_WORK TO BE COMPLETED_: Give the number of lines in the data below where the word "check" appears, and nothing besides.

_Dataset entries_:
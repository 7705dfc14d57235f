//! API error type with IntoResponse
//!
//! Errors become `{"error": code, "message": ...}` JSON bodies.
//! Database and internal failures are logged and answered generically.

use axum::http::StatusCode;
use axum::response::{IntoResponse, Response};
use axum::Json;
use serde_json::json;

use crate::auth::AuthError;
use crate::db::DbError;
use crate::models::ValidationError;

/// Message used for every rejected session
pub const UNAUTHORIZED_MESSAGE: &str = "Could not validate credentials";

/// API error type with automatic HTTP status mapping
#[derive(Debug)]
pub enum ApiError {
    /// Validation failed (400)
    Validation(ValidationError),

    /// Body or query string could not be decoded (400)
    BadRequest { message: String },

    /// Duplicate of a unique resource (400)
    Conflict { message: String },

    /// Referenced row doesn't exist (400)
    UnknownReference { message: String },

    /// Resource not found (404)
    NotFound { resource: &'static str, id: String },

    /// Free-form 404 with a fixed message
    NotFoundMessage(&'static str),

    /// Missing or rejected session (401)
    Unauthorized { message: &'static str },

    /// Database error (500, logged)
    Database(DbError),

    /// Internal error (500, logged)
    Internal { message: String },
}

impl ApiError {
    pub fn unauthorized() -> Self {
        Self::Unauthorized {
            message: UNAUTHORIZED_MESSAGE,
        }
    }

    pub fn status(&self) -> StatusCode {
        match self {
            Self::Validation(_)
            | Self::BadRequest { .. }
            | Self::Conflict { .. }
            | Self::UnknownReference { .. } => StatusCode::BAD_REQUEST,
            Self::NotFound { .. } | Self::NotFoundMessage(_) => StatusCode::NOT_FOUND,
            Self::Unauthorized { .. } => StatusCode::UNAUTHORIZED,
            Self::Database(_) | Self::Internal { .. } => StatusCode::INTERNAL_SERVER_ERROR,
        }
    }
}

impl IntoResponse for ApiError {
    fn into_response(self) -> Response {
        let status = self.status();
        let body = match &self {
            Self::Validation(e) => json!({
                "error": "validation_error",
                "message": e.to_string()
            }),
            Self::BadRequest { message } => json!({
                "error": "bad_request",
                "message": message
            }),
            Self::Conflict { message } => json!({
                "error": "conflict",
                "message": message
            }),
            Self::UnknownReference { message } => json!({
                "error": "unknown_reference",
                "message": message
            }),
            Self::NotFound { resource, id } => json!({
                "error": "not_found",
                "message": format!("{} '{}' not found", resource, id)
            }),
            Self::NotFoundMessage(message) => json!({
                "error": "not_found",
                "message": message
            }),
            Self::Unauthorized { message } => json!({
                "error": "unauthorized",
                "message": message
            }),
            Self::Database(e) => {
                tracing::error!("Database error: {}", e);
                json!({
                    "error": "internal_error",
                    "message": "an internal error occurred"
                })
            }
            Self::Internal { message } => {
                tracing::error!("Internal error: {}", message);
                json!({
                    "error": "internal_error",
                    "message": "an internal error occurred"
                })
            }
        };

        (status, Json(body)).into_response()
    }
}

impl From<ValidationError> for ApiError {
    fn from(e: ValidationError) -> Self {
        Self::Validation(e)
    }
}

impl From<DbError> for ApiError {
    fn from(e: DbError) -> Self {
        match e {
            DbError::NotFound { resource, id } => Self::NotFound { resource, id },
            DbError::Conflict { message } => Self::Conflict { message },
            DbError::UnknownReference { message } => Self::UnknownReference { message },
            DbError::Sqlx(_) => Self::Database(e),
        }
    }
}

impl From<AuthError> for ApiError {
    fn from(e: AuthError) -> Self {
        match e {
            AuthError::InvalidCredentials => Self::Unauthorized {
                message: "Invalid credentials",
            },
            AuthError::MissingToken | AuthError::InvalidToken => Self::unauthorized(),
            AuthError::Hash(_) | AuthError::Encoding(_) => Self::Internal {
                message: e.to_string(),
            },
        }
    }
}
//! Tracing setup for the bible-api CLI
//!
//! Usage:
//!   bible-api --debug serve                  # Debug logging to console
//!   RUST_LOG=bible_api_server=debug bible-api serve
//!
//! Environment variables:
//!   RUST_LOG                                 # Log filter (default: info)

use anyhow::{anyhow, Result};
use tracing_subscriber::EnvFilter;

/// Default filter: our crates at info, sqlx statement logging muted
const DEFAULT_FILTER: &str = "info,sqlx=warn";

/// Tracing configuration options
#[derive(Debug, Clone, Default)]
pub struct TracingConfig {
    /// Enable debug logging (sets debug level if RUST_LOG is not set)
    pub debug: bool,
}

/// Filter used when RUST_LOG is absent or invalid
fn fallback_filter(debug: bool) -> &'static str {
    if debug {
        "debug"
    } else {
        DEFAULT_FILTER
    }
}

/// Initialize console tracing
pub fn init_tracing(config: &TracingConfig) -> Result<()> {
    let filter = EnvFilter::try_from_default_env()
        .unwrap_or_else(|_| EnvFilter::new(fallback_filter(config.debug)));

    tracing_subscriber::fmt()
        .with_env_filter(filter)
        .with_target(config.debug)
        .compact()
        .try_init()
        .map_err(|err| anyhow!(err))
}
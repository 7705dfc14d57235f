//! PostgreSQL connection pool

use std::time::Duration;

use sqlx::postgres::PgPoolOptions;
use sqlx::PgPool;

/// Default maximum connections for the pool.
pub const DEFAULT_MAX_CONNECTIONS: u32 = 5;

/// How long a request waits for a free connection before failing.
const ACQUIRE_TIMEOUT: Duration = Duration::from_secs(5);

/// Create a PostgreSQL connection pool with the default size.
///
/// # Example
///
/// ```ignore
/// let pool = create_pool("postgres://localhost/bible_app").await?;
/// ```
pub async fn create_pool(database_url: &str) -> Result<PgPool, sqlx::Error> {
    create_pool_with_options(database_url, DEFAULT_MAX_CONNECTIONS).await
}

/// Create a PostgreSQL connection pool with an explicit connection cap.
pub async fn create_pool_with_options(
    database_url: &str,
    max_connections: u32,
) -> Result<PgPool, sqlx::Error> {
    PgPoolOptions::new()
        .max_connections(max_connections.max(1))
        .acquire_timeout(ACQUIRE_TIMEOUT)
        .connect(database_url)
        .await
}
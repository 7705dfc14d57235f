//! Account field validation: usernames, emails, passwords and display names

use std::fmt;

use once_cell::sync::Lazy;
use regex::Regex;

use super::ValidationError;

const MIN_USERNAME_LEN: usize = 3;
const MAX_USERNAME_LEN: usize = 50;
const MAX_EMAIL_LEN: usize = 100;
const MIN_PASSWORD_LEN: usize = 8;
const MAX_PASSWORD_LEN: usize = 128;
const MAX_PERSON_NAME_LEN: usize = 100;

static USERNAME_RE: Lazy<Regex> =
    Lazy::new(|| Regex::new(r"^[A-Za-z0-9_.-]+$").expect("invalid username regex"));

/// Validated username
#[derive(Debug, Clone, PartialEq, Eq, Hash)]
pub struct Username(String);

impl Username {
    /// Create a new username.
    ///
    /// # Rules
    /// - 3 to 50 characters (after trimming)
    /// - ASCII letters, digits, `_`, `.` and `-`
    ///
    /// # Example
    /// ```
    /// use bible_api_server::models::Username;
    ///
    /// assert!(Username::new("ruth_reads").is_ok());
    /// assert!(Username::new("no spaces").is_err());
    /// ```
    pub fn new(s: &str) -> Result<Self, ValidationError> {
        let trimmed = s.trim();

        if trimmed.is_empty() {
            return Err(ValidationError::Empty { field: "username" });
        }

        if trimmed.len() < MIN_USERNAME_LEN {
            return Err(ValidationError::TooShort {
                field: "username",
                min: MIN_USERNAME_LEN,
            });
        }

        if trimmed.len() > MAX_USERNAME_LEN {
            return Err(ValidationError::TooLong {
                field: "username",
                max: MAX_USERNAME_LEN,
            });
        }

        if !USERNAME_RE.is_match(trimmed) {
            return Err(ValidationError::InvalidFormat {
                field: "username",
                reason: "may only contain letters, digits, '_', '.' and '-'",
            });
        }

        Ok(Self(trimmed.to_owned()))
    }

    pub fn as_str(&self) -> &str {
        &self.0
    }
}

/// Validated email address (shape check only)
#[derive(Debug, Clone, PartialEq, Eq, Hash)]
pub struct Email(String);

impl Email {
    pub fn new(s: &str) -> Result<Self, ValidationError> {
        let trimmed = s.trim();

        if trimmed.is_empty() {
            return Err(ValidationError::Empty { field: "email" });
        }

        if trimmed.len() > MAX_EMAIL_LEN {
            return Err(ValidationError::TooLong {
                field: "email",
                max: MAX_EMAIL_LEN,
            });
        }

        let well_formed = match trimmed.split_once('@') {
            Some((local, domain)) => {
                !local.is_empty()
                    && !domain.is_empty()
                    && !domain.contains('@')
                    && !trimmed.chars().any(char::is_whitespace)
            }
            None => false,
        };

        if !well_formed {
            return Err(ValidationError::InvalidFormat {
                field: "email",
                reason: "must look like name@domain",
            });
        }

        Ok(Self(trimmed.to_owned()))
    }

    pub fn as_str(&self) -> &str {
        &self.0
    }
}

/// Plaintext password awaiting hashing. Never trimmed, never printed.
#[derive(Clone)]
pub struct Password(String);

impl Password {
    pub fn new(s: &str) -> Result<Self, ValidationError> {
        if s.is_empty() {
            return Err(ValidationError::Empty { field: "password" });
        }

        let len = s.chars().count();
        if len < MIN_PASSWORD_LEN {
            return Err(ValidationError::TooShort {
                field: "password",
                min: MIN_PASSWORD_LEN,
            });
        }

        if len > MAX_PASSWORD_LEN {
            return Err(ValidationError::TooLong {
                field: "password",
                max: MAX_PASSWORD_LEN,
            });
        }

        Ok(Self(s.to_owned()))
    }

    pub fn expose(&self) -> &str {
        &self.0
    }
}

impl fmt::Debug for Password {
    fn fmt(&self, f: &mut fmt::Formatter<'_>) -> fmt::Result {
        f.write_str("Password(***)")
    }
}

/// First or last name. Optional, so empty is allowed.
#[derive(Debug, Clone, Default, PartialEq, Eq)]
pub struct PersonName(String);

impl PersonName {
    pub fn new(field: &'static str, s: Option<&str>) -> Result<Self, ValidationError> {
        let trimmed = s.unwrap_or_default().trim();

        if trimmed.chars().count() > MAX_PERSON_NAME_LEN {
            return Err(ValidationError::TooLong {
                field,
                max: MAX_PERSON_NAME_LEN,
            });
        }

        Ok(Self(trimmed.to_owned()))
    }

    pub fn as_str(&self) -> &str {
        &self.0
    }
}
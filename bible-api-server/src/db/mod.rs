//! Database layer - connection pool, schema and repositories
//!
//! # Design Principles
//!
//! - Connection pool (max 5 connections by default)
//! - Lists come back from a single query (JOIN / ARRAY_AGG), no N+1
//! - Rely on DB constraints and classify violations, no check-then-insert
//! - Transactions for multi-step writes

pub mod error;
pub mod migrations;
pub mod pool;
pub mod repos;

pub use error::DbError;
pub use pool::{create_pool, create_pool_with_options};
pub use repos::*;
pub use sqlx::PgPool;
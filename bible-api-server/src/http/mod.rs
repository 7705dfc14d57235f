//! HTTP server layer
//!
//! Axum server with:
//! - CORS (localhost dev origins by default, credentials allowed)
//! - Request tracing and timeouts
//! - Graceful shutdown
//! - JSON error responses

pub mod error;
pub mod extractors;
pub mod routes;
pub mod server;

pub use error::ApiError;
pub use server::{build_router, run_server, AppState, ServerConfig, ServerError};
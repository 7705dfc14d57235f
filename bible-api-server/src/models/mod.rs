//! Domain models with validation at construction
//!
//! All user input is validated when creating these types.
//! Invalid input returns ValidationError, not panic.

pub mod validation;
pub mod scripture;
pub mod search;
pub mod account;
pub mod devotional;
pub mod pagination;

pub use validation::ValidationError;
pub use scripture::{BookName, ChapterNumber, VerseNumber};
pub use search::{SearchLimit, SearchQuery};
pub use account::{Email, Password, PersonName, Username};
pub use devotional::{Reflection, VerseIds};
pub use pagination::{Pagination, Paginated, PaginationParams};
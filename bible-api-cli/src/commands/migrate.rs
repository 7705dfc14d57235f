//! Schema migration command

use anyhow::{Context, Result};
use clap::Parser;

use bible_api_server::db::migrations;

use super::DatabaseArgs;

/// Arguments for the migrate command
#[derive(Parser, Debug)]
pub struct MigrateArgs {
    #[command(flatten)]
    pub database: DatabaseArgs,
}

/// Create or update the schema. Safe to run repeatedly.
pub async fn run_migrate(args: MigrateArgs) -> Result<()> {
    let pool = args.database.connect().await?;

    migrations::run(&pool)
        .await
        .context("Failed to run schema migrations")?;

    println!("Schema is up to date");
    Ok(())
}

_EXERCISE SOLUTION_: 2